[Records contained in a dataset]
==================================================
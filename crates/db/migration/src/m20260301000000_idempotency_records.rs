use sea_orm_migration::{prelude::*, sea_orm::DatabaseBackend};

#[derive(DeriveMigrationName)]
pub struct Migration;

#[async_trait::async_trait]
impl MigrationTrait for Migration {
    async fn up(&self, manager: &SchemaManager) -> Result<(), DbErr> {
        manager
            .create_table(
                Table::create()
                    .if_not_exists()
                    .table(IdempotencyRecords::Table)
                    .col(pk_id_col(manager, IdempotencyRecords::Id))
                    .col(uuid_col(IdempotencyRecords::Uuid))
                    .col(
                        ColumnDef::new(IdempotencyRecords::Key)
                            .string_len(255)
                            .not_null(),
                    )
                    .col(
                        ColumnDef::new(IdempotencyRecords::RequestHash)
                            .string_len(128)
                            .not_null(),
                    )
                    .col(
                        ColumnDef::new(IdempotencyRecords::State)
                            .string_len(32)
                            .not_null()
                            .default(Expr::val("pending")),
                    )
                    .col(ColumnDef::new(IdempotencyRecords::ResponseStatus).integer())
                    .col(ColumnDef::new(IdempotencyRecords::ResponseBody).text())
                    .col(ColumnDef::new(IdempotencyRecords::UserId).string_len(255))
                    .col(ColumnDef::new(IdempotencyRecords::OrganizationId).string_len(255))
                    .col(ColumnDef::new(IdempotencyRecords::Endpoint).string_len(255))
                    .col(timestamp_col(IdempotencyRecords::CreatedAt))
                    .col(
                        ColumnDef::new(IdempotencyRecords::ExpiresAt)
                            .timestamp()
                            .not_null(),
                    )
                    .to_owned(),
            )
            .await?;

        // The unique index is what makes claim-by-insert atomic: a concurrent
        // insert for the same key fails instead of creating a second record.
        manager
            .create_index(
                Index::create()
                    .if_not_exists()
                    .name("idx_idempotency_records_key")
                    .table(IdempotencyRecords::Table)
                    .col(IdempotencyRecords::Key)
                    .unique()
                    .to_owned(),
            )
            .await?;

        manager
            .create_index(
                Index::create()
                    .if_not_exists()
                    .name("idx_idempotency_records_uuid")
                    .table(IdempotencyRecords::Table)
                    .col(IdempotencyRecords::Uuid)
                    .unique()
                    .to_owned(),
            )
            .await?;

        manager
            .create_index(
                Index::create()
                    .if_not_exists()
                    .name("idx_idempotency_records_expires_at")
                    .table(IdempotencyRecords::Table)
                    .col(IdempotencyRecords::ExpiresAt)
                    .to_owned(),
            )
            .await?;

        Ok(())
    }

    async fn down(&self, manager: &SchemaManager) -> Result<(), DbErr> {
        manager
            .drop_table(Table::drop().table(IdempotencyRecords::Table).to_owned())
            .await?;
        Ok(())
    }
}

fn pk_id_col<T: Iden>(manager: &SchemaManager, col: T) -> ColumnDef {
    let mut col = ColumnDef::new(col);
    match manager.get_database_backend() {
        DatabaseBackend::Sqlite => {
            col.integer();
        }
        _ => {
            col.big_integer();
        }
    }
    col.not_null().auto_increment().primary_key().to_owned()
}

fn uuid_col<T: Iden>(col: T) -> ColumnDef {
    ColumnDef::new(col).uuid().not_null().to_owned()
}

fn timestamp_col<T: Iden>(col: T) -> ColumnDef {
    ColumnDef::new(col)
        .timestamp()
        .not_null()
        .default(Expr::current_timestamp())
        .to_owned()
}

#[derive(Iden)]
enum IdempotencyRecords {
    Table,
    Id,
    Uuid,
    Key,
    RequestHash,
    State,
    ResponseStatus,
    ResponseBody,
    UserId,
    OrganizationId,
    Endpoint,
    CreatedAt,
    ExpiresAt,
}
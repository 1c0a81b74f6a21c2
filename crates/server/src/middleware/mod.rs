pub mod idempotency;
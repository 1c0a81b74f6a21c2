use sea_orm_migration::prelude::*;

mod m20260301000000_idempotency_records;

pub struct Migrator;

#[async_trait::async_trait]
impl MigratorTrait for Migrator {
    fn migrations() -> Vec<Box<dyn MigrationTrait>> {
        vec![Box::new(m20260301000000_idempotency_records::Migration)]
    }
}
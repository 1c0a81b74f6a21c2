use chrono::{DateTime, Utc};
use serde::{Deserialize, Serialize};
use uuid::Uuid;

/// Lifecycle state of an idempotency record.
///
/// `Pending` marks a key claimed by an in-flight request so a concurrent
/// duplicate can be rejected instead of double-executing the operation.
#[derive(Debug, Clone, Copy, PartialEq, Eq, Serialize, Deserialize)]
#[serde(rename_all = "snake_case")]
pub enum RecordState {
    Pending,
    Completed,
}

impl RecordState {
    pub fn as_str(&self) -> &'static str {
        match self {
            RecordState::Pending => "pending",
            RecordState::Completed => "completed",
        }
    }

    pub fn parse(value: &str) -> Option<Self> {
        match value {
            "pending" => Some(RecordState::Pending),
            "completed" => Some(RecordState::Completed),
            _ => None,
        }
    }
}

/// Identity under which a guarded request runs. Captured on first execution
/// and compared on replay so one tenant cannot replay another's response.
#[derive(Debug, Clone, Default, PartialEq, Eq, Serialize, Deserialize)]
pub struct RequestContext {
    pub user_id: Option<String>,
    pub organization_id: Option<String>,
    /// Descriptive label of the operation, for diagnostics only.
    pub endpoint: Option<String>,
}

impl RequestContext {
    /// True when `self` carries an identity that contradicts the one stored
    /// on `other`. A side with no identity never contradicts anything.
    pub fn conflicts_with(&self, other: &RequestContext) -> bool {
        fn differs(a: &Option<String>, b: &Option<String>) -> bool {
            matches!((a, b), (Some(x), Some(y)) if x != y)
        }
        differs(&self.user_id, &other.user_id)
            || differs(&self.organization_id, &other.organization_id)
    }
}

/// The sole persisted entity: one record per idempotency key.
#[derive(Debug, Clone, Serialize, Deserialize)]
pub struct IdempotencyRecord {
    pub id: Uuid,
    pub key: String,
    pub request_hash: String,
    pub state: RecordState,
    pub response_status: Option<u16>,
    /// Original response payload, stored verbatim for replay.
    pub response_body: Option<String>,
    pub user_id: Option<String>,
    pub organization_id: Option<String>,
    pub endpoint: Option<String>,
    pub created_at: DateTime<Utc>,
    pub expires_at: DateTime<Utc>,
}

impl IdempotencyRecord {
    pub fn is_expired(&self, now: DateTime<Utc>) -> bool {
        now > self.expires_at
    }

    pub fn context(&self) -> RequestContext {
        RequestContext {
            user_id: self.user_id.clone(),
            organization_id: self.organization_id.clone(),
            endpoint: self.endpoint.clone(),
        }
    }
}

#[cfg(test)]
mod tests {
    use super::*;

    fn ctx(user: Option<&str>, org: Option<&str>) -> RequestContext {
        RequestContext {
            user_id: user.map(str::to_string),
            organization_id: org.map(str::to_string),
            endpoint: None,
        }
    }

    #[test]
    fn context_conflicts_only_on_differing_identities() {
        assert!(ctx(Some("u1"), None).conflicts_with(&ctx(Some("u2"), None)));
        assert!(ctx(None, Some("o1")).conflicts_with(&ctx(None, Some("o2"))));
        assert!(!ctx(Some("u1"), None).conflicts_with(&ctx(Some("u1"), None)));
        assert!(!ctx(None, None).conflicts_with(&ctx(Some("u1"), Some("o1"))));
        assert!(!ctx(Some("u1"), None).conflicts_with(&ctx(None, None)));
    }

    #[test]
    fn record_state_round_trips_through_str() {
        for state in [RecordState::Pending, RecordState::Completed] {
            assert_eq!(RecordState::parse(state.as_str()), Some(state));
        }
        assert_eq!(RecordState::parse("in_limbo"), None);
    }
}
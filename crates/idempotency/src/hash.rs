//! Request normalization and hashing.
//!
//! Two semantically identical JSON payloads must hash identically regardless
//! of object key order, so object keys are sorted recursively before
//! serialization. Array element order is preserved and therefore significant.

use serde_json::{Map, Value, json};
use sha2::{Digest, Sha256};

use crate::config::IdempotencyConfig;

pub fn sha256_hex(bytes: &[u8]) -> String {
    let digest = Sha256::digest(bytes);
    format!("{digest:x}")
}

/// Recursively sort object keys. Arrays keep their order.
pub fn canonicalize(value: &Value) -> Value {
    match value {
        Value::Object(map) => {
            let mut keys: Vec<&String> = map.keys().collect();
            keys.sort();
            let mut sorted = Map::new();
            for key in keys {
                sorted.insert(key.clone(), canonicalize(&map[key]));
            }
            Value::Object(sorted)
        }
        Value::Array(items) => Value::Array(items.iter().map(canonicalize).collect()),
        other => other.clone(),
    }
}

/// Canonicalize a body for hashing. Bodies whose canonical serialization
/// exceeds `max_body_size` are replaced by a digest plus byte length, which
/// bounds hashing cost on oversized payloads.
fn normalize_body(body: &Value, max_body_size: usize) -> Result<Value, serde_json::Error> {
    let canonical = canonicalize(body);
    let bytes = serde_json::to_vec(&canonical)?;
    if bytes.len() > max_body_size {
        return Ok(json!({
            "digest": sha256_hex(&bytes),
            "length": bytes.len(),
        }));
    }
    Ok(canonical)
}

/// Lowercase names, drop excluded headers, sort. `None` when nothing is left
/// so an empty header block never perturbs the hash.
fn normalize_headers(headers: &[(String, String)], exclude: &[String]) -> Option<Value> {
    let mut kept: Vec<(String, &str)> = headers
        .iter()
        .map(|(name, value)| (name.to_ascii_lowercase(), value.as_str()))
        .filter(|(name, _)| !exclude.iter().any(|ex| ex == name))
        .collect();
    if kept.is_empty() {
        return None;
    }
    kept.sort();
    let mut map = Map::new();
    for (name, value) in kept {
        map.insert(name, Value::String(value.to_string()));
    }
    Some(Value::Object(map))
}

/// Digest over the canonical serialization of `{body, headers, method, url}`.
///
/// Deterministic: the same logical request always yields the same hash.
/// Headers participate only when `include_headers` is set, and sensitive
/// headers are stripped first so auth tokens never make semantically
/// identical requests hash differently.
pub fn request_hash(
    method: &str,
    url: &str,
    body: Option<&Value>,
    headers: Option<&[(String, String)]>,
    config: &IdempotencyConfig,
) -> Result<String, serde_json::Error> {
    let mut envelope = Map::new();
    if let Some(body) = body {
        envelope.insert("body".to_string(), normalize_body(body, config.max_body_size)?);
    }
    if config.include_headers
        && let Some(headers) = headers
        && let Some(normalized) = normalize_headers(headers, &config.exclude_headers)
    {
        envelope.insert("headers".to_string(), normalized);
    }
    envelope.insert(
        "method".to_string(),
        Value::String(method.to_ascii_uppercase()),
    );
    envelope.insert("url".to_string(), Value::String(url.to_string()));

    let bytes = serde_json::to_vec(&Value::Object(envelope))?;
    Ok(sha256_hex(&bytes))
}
==================================================
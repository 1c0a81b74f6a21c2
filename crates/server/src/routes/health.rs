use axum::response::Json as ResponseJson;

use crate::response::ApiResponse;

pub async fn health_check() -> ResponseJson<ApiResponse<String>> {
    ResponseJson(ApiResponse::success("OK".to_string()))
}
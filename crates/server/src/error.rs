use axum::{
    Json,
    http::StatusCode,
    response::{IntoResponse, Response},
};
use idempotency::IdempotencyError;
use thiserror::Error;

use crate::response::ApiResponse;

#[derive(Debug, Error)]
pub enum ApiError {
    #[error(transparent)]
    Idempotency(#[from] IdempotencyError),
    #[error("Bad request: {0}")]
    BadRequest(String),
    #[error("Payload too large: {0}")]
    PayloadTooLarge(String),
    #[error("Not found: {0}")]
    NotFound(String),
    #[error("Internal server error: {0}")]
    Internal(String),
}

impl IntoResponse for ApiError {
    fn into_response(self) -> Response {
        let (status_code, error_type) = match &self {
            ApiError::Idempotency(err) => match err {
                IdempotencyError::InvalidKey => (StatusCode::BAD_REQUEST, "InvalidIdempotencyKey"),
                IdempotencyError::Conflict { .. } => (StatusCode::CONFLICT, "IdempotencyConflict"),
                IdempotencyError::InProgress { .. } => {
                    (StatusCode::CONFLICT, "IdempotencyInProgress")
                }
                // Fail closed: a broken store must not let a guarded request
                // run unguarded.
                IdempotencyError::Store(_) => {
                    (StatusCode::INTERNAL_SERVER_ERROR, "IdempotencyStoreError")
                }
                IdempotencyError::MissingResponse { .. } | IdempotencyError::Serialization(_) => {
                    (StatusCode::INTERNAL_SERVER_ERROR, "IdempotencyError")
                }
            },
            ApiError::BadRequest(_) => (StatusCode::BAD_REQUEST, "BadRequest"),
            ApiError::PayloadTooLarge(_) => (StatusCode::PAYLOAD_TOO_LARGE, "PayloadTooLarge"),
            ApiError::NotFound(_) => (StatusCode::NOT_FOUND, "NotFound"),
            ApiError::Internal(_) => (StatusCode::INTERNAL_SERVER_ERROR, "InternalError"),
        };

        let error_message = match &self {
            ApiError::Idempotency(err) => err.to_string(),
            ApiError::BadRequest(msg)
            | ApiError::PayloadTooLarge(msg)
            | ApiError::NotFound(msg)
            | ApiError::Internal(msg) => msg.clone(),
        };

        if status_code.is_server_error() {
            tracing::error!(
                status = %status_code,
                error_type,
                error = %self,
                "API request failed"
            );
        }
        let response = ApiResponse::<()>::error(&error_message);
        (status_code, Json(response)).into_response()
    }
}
==================================================
▶ [What to do]: If a line in the records has the word "length", copy that line.

▶ [Solution]:
/// exceeds `max_body_size` are replaced by a digest plus byte length, which
            "length": bytes.len(),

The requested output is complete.